§ WHAT IS NEEDED
From the line with "use crate::poller::DatasourcePoller;" to the line with "pub async fn connect_store(config: &GatewayConfig)", retype every line exactly, including those two, and leave out the rest of the data below.

──────── DATA SUPPLIED ────────

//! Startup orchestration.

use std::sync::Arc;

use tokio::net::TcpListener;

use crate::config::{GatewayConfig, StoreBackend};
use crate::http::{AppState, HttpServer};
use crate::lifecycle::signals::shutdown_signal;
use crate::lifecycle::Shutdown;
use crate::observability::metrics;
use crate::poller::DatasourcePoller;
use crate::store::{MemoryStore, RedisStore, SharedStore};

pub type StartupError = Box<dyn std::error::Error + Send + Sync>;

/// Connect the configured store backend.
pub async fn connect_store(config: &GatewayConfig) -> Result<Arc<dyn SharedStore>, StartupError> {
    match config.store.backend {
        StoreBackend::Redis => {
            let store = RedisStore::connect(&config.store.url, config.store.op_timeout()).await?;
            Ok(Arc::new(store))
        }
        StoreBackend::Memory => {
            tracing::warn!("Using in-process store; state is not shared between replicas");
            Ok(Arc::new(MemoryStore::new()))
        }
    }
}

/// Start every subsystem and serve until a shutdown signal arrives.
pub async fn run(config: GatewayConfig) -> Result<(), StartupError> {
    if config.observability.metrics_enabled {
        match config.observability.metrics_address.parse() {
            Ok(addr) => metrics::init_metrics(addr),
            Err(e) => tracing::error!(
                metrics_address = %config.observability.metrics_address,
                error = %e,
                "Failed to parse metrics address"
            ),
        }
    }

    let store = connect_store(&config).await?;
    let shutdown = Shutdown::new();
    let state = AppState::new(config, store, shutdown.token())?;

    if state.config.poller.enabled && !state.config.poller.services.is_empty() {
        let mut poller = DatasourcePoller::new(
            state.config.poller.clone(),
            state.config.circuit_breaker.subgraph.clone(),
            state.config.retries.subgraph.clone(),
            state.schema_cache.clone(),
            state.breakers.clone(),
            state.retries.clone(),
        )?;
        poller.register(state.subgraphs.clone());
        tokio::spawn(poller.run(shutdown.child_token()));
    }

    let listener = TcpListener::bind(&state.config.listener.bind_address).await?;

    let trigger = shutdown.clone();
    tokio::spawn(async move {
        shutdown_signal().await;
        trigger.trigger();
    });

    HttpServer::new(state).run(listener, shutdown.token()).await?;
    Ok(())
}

────────

§ FINISHED EXERCISE
use crate::poller::DatasourcePoller;
use crate::store::{MemoryStore, RedisStore, SharedStore};

pub type StartupError = Box<dyn std::error::Error + Send + Sync>;

/// Connect the configured store backend.
pub async fn connect_store(config: &GatewayConfig) -> Result<Arc<dyn SharedStore>, StartupError> {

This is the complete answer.